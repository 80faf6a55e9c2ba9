// crates/roast-cli/src/main_tests.rs
// ============================================================================
// Module: CLI Main Helpers Tests
// Description: Unit tests for filter parsing, skips, and output helpers.
// Purpose: Pin the decisions `roast run` makes before and after a run.
// Dependencies: roast-cli main helpers
// ============================================================================

#![allow(
    clippy::panic,
    clippy::print_stdout,
    clippy::print_stderr,
    clippy::unwrap_used,
    clippy::expect_used,
    clippy::use_debug,
    clippy::dbg_macro,
    clippy::panic_in_result_fn,
    clippy::unwrap_in_result,
    reason = "Test-only output and panic-based assertions are permitted."
)]

// ============================================================================
// SECTION: Imports
// ============================================================================

use std::path::Path;

use clap::Parser;
use roast_config::RoastConfig;
use roast_core::CaseInfo;
use roast_core::CaseName;
use roast_core::SkipRecord;
use roast_core::TagSet;

use super::Cli;
use super::Commands;
use super::OutputFormat;
use super::parse_filter;
use super::render_case_line;
use super::report_dir;
use super::skip_registry;

// ============================================================================
// SECTION: Tests
// ============================================================================

#[test]
fn repeated_tags_are_collected() {
    let cli = Cli::try_parse_from([
        "roast",
        "run",
        "--tag",
        "type=smoke",
        "--tag",
        "type=positive",
        "--format",
        "json",
        "--include-known-issues",
    ])
    .unwrap();
    let Commands::Run(command) = cli.command else {
        panic!("expected run command");
    };
    assert_eq!(command.tags, vec!["type=smoke", "type=positive"]);
    assert_eq!(command.format, OutputFormat::Json);
    assert!(command.include_known_issues);
    assert_eq!(parse_filter(&command.tags).unwrap().exprs().len(), 2);
}

#[test]
fn malformed_tag_is_reported_before_running() {
    let err = parse_filter(&["type=".to_string()]).unwrap_err();
    assert!(err.to_string().starts_with("invalid tag expression:"));
}

#[test]
fn resolved_issues_and_override_feed_the_skip_registry() {
    let config = RoastConfig::from_toml_str("[issues]\nresolved = [\"launchpad:1\"]\n").unwrap();
    let fixed = SkipRecord::new("launchpad", "1");
    let open = SkipRecord::new("launchpad", "2");
    let registry = skip_registry(&config, false);
    assert!(registry.is_resolved(&fixed));
    assert!(!registry.is_resolved(&open));
    assert!(skip_registry(&config, true).is_resolved(&open));
}

#[test]
fn report_dir_flag_wins_over_config() {
    let config = RoastConfig::from_toml_str("[report]\ndir = \"from-config\"\n").unwrap();
    assert_eq!(report_dir(Some(Path::new("flag")), &config), Some(Path::new("flag")));
    assert_eq!(report_dir(None, &config), Some(Path::new("from-config")));
    assert_eq!(report_dir(None, &RoastConfig::default()), None);
}

#[test]
fn list_lines_show_tags_and_skips() {
    let case = CaseInfo {
        class: "containers".to_string(),
        name: CaseName::new("create_generic_container"),
        tags: TagSet::new().with("type", "positive"),
        skip: Some(SkipRecord::new("launchpad", "1344365")),
        summary: None,
    };
    assert_eq!(
        render_case_line(&case),
        "containers::create_generic_container [type=positive] skip: launchpad:1344365"
    );
}
// crates/roast-suites/src/lib.rs
// ============================================================================
// Module: Cloud Roast Suites
// Description: Catalog of test classes run by the `roast` CLI.
// Purpose: Register every class with its cases, tags, and skip records.
// Dependencies: roast-core, roast-clients, roast-config
// ============================================================================

//! ## Overview
//! Each module defines one fixture and the class built on it. [`catalog`]
//! returns every class in a stable order; the runner applies tag filters and
//! skip decisions on top of it.
//!
//! A class whose configuration section is absent reports its cases as
//! unsupported instead of failing setup.

// ============================================================================
// SECTION: Modules
// ============================================================================

pub mod containers;
pub mod rescue;
pub mod stacktach;
mod support;

// ============================================================================
// SECTION: Catalog
// ============================================================================

use roast_config::RoastConfig;
use roast_core::Suite;

/// Returns every registered test class.
#[must_use]
pub fn catalog() -> Vec<Box<dyn Suite<RoastConfig>>> {
    vec![Box::new(containers::class()), Box::new(rescue::class()), Box::new(stacktach::class())]
}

▬▬▬▬▬▬▬▬▬▬

> [Exercise details] Write all the records out again. Nothing may differ from the original.

> [Response for this exercise]
repository 80faf6a55e9c2ba9
// crates/roast-cli/src/main_tests.rs
// ============================================================================
// Module: CLI Main Helpers Tests
// Description: Unit tests for filter parsing, skips, and output helpers.
// Purpose: Pin the decisions `roast run` makes before and after a run.
// Dependencies: roast-cli main helpers
// ============================================================================

#![allow(
    clippy::panic,
    clippy::print_stdout,
    clippy::print_stderr,
    clippy::unwrap_used,
    clippy::expect_used,
    clippy::use_debug,
    clippy::dbg_macro,
    clippy::panic_in_result_fn,
    clippy::unwrap_in_result,
    reason = "Test-only output and panic-based assertions are permitted."
)]

// ============================================================================
// SECTION: Imports
// ============================================================================

use std::path::Path;

use clap::Parser;
use roast_config::RoastConfig;
use roast_core::CaseInfo;
use roast_core::CaseName;
use roast_core::SkipRecord;
use roast_core::TagSet;

use super::Cli;
use super::Commands;
use super::OutputFormat;
use super::parse_filter;
use super::render_case_line;
use super::report_dir;
use super::skip_registry;

// ============================================================================
// SECTION: Tests
// ============================================================================

#[test]
fn repeated_tags_are_collected() {
    let cli = Cli::try_parse_from([
        "roast",
        "run",
        "--tag",
        "type=smoke",
        "--tag",
        "type=positive",
        "--format",
        "json",
        "--include-known-issues",
    ])
    .unwrap();
    let Commands::Run(command) = cli.command else {
        panic!("expected run command");
    };
    assert_eq!(command.tags, vec!["type=smoke", "type=positive"]);
    assert_eq!(command.format, OutputFormat::Json);
    assert!(command.include_known_issues);
    assert_eq!(parse_filter(&command.tags).unwrap().exprs().len(), 2);
}

#[test]
fn malformed_tag_is_reported_before_running() {
    let err = parse_filter(&["type=".to_string()]).unwrap_err();
    assert!(err.to_string().starts_with("invalid tag expression:"));
}

#[test]
fn resolved_issues_and_override_feed_the_skip_registry() {
    let config = RoastConfig::from_toml_str("[issues]\nresolved = [\"launchpad:1\"]\n").unwrap();
    let fixed = SkipRecord::new("launchpad", "1");
    let open = SkipRecord::new("launchpad", "2");
    let registry = skip_registry(&config, false);
    assert!(registry.is_resolved(&fixed));
    assert!(!registry.is_resolved(&open));
    assert!(skip_registry(&config, true).is_resolved(&open));
}

#[test]
fn report_dir_flag_wins_over_config() {
    let config = RoastConfig::from_toml_str("[report]\ndir = \"from-config\"\n").unwrap();
    assert_eq!(report_dir(Some(Path::new("flag")), &config), Some(Path::new("flag")));
    assert_eq!(report_dir(None, &config), Some(Path::new("from-config")));
    assert_eq!(report_dir(None, &RoastConfig::default()), None);
}

#[test]
fn list_lines_show_tags_and_skips() {
    let case = CaseInfo {
        class: "containers".to_string(),
        name: CaseName::new("create_generic_container"),
        tags: TagSet::new().with("type", "positive"),
        skip: Some(SkipRecord::new("launchpad", "1344365")),
        summary: None,
    };
    assert_eq!(
        render_case_line(&case),
        "containers::create_generic_container [type=positive] skip: launchpad:1344365"
    );
}
// crates/roast-suites/src/lib.rs
// ============================================================================
// Module: Cloud Roast Suites
// Description: Catalog of test classes run by the `roast` CLI.
// Purpose: Register every class with its cases, tags, and skip records.
// Dependencies: roast-core, roast-clients, roast-config
// ============================================================================

//! ## Overview
//! Each module defines one fixture and the class built on it. [`catalog`]
//! returns every class in a stable order; the runner applies tag filters and
//! skip decisions on top of it.
//!
//! A class whose configuration section is absent reports its cases as
//! unsupported instead of failing setup.

// ============================================================================
// SECTION: Modules
// ============================================================================

pub mod containers;
pub mod rescue;
pub mod stacktach;
mod support;

// ============================================================================
// SECTION: Catalog
// ============================================================================

use roast_config::RoastConfig;
use roast_core::Suite;

/// Returns every registered test class.
#[must_use]
pub fn catalog() -> Vec<Box<dyn Suite<RoastConfig>>> {
    vec![Box::new(containers::class()), Box::new(rescue::class()), Box::new(stacktach::class())]
}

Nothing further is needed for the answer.